Même ton chez Isidore Fartaria, consul honoraire du Portugal à Clermont-Ferrand. À la fois inquiet et prudent, il reconnaît sa position délicate : « J’ai été président de la Chambre de commerce, je connais parfaitement le dossier de l’aéroport. Aujourd’hui, avec ma casquette de consul, je dois défendre la communauté portugaise. Et très sincèrement, cette décision, j’ai du mal à la digérer. » Un possible conflit d’intérêts pointé du doigt
Il rappelle les chiffres : « On avait deux allers-retours par semaine, 188 passagers par vol, avec un taux de remplissage autour de 98 %. À titre personnel, j’ai mon entreprise au Portugal, je passais de Clermont à Porto en quatre heures. Demain, je devrais aller à Lyon. Et je suis loin d’être le seul. C’est un vrai problème économique. » Sur le terrain, la tension monte. « Je reçois des mails, des SMS, des appels. Les gens sont frustrés. Ils me disent : on est une communauté silencieuse, on ne casse rien, mais est-ce qu’il faut être violents pour être entendus ? » s’inquiète le consul.

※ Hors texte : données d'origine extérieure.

//! StackPanel widget: children in a single row or column.

use std::any::Any;

use crate::error::Result;
use crate::geometry::{Rect, Size};
use crate::layout::LayoutCx;
use crate::property::core::VISIBILITY;
use crate::property::Visibility;
use crate::widget::Widget;

/// Stacking direction.
#[derive(Debug, Clone, Copy, PartialEq, Eq, Default)]
pub enum Orientation {
    #[default]
    Vertical,
    Horizontal,
}

// ---------------------------------------------------------------------------
// StackPanel
// ---------------------------------------------------------------------------

/// Stacks children one after another. Each child is measured with the
/// panel's cross-axis size and an unbounded main axis, and gets a slot of
/// its desired main-axis length spanning the panel's cross axis.
///
/// # Examples
///
/// ```ignore
/// let column = tree.create(StackPanel::vertical().with_spacing(4.0));
/// ```
#[derive(Debug, Clone, Default)]
pub struct StackPanel {
    orientation: Orientation,
    spacing: f32,
}

impl StackPanel {
    pub fn new(orientation: Orientation) -> Self {
        Self {
            orientation,
            spacing: 0.0,
        }
    }

    pub fn vertical() -> Self {
        Self::new(Orientation::Vertical)
    }

    pub fn horizontal() -> Self {
        Self::new(Orientation::Horizontal)
    }

    /// Gap between consecutive visible children (builder pattern).
    pub fn with_spacing(mut self, spacing: f32) -> Self {
        self.spacing = spacing.max(0.0);
        self
    }

    pub fn orientation(&self) -> Orientation {
        self.orientation
    }

    pub fn spacing(&self) -> f32 {
        self.spacing
    }

    fn is_vertical(&self) -> bool {
        self.orientation == Orientation::Vertical
    }
}

impl Widget for StackPanel {
    fn type_name(&self) -> &'static str {
        "StackPanel"
    }

    fn measure_core(&mut self, cx: &mut LayoutCx<'_>, available: Size) -> Result<Size> {
        let child_available = if self.is_vertical() {
            Size::new(available.width, f32::INFINITY)
        } else {
            Size::new(f32::INFINITY, available.height)
        };
        let (mut main, mut cross) = (0.0_f32, 0.0_f32);
        let mut visible = 0;
        for child in cx.children() {
            let desired = cx.measure_child(child, child_available);
            if cx.get_of(child, VISIBILITY) == Visibility::Collapsed {
                continue;
            }
            if visible > 0 {
                main += self.spacing;
            }
            visible += 1;
            if self.is_vertical() {
                main += desired.height;
                cross = cross.max(desired.width);
            } else {
                main += desired.width;
                cross = cross.max(desired.height);
            }
        }
        Ok(if self.is_vertical() {
            Size::new(cross, main)
        } else {
            Size::new(main, cross)
        })
    }

    fn arrange_core(&mut self, cx: &mut LayoutCx<'_>, size: Size) -> Result<Size> {
        let mut offset = 0.0;
        let mut visible = 0;
        for child in cx.children() {
            let desired = cx.desired_size_of(child);
            let collapsed = cx.get_of(child, VISIBILITY) == Visibility::Collapsed;
            if !collapsed && visible > 0 {
                offset += self.spacing;
            }
            let slot = if self.is_vertical() {
                Rect::new(0.0, offset, size.width, desired.height)
            } else {
                Rect::new(offset, 0.0, desired.width, size.height)
            };
            cx.arrange_child(child, slot);
            if !collapsed {
                visible += 1;
                offset += if self.is_vertical() {
                    desired.height
                } else {
                    desired.width
                };
            }
        }
        Ok(size)
    }

    fn clone_widget(&self) -> Box<dyn Widget> {
        Box::new(self.clone())
    }

    fn as_any(&self) -> &dyn Any {
        self
    }

    fn as_any_mut(&mut self) -> &mut dyn Any {
        self
    }
}

// ===========================================================================
// Tests
// ===========================================================================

Au-delà du cas portugais, Isidore Fartaria alerte sur l’avenir même de l’aéroport clermontois. « Porto, Fès et Londres (NDLR : les trois lignes supprimées), ce sont environ 60 000 passagers par an. Si ces lignes disparaissent, c’est un coup terrible. On parle de 70 à 80 salariés, des forces de sécurité, des commerces, des loueurs de voitures. Tout un écosystème est en train de se fragiliser. » Il pointe aussi un possible conflit d’intérêts : « Vinci gère Clermont, mais aussi Lyon, à 180 kilomètres, et l’autoroute entre les deux. Quel est l’intérêt pour eux de développer Clermont plutôt que de concentrer le trafic à Lyon ? Je me pose sérieusement la question. » Même détermination chez Carlos Da Costa : « Clermont est déjà enclavée, sans TGV, avec des trains indignes. Maintenant on nous enlève l’avion. La mobilité n’est pas un luxe, c’est un droit. On veut une solution, une nouvelle compagnie, et vite. » La bataille ne fait que commencer.